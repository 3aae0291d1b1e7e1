//! Frame encoding and the streaming frame decoder.
//!
//! Wire layout (6 bytes of overhead per frame):
//! - type_id: 1 byte
//! - length: 4 bytes, unsigned, big-endian
//! - payload: `length` bytes
//! - checksum: 1 byte, first byte of BLAKE3(type_id ‖ length ‖ payload)

use bytes::{Buf, BufMut, Bytes, BytesMut};

use crate::error::FrameError;

/// Application-assigned message type id.
pub type MsgTypeId = u8;

/// Bytes preceding the payload.
pub const HEADER_LEN: usize = 5;

/// Bytes following the payload.
pub const CHECKSUM_LEN: usize = 1;

/// Default ceiling on a single payload (64 MiB).
pub const DEFAULT_MAX_PAYLOAD: u32 = 64 * 1024 * 1024;

/// One decoded frame.
#[derive(Clone, Debug, PartialEq, Eq)]
pub struct RawFrame {
    pub type_id: MsgTypeId,
    pub payload: Bytes,
}

impl RawFrame {
    pub fn new(type_id: MsgTypeId, payload: impl Into<Bytes>) -> Self {
        Self {
            type_id,
            payload: payload.into(),
        }
    }

    /// Size of this frame on the wire.
    pub fn encoded_len(&self) -> usize {
        HEADER_LEN + self.payload.len() + CHECKSUM_LEN
    }
}

/// Compute the checksum byte over the header fields and payload.
pub fn checksum(type_id: MsgTypeId, len: u32, payload: &[u8]) -> u8 {
    let mut hasher = blake3::Hasher::new();
    hasher.update(&[type_id]);
    hasher.update(&len.to_be_bytes());
    hasher.update(payload);
    hasher.finalize().as_bytes()[0]
}

/// Serialize a payload into a single frame.
pub fn encode(type_id: MsgTypeId, payload: &[u8]) -> Result<Bytes, FrameError> {
    let len = u32::try_from(payload.len()).map_err(|_| FrameError::PayloadTooLarge(payload.len()))?;

    let mut buf = BytesMut::with_capacity(HEADER_LEN + payload.len() + CHECKSUM_LEN);
    buf.put_u8(type_id);
    buf.put_u32(len);
    buf.put_slice(payload);
    buf.put_u8(checksum(type_id, len, payload));
    Ok(buf.freeze())
}

#[derive(Debug)]
enum DecodeState {
    AwaitingType,
    AwaitingLength { type_id: MsgTypeId },
    AwaitingPayload { type_id: MsgTypeId, len: u32 },
    AwaitingChecksum { type_id: MsgTypeId, payload: Bytes },
    Poisoned,
}

/// Streaming decoder for one logical sender.
///
/// Bytes may arrive in arbitrary fragments; each state consumes exactly what
/// it needs and unconsumed bytes are kept for the next [`feed`](Self::feed).
/// A checksum mismatch or an oversized length fails the connection: the
/// decoder reports the error once and [`FrameError::Poisoned`] afterwards.
#[derive(Debug)]
pub struct FrameDecoder {
    buf: BytesMut,
    state: DecodeState,
    max_payload: u32,
}

impl FrameDecoder {
    pub fn new() -> Self {
        Self::with_max_payload(DEFAULT_MAX_PAYLOAD)
    }

    /// Create a decoder that rejects payloads longer than `max_payload`.
    pub fn with_max_payload(max_payload: u32) -> Self {
        Self {
            buf: BytesMut::new(),
            state: DecodeState::AwaitingType,
            max_payload,
        }
    }

    /// Append bytes and return every frame they complete, in order.
    ///
    /// On error, frames completed earlier in the same call are dropped along
    /// with the connection.
    pub fn feed(&mut self, data: &[u8]) -> Result<Vec<RawFrame>, FrameError> {
        if self.is_poisoned() {
            return Err(FrameError::Poisoned);
        }
        self.buf.extend_from_slice(data);

        let mut frames = Vec::new();
        while let Some(frame) = self.decode_next()? {
            frames.push(frame);
        }
        Ok(frames)
    }

    /// Advance the state machine until a frame completes or bytes run out.
    pub fn decode_next(&mut self) -> Result<Option<RawFrame>, FrameError> {
        loop {
            // Every early return below restores the state; errors leave it poisoned.
            let state = std::mem::replace(&mut self.state, DecodeState::Poisoned);
            match state {
                DecodeState::Poisoned => return Err(FrameError::Poisoned),

                DecodeState::AwaitingType => {
                    if self.buf.is_empty() {
                        self.state = DecodeState::AwaitingType;
                        return Ok(None);
                    }
                    self.state = DecodeState::AwaitingLength {
                        type_id: self.buf.get_u8(),
                    };
                }

                DecodeState::AwaitingLength { type_id } => {
                    if self.buf.len() < 4 {
                        self.state = DecodeState::AwaitingLength { type_id };
                        return Ok(None);
                    }
                    let len = self.buf.get_u32();
                    if len > self.max_payload {
                        tracing::warn!(type_id, len, max = self.max_payload, "oversized frame, failing stream");
                        return Err(FrameError::Oversized {
                            type_id,
                            len,
                            max: self.max_payload,
                        });
                    }
                    self.state = DecodeState::AwaitingPayload { type_id, len };
                }

                DecodeState::AwaitingPayload { type_id, len } => {
                    if self.buf.len() < len as usize {
                        self.state = DecodeState::AwaitingPayload { type_id, len };
                        return Ok(None);
                    }
                    let payload = self.buf.split_to(len as usize).freeze();
                    self.state = DecodeState::AwaitingChecksum { type_id, payload };
                }

                DecodeState::AwaitingChecksum { type_id, payload } => {
                    if self.buf.is_empty() {
                        self.state = DecodeState::AwaitingChecksum { type_id, payload };
                        return Ok(None);
                    }
                    let received = self.buf.get_u8();
                    let expected = checksum(type_id, payload.len() as u32, &payload);
                    if received != expected {
                        let head = &payload[..payload.len().min(16)];
                        tracing::warn!(
                            type_id,
                            len = payload.len(),
                            head = %hex::encode(head),
                            "checksum mismatch, failing stream"
                        );
                        return Err(FrameError::ChecksumMismatch {
                            type_id,
                            expected,
                            received,
                        });
                    }
                    self.state = DecodeState::AwaitingType;
                    return Ok(Some(RawFrame { type_id, payload }));
                }
            }
        }
    }

    /// Bytes buffered but not yet consumed by a state.
    pub fn pending_bytes(&self) -> usize {
        self.buf.len()
    }

    /// True when no partial frame is in progress.
    pub fn is_idle(&self) -> bool {
        matches!(self.state, DecodeState::AwaitingType) && self.buf.is_empty()
    }

    pub fn is_poisoned(&self) -> bool {
        matches!(self.state, DecodeState::Poisoned)
    }
}

impl Default for FrameDecoder {
    fn default() -> Self {
        Self::new()
    }
}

* Problem details:
Copy every line of the records above, starting with the first, up to and including the line containing "hasher.update(&len.to_be_bytes());".

* Task response:
repository 3aae0291d1b1e7e1
//! Frame encoding and the streaming frame decoder.
//!
//! Wire layout (6 bytes of overhead per frame):
//! - type_id: 1 byte
//! - length: 4 bytes, unsigned, big-endian
//! - payload: `length` bytes
//! - checksum: 1 byte, first byte of BLAKE3(type_id ‖ length ‖ payload)

use bytes::{Buf, BufMut, Bytes, BytesMut};

use crate::error::FrameError;

/// Application-assigned message type id.
pub type MsgTypeId = u8;

/// Bytes preceding the payload.
pub const HEADER_LEN: usize = 5;

/// Bytes following the payload.
pub const CHECKSUM_LEN: usize = 1;

/// Default ceiling on a single payload (64 MiB).
pub const DEFAULT_MAX_PAYLOAD: u32 = 64 * 1024 * 1024;

/// One decoded frame.
#[derive(Clone, Debug, PartialEq, Eq)]
pub struct RawFrame {
    pub type_id: MsgTypeId,
    pub payload: Bytes,
}

impl RawFrame {
    pub fn new(type_id: MsgTypeId, payload: impl Into<Bytes>) -> Self {
        Self {
            type_id,
            payload: payload.into(),
        }
    }

    /// Size of this frame on the wire.
    pub fn encoded_len(&self) -> usize {
        HEADER_LEN + self.payload.len() + CHECKSUM_LEN
    }
}

/// Compute the checksum byte over the header fields and payload.
pub fn checksum(type_id: MsgTypeId, len: u32, payload: &[u8]) -> u8 {
    let mut hasher = blake3::Hasher::new();
    hasher.update(&[type_id]);
    hasher.update(&len.to_be_bytes());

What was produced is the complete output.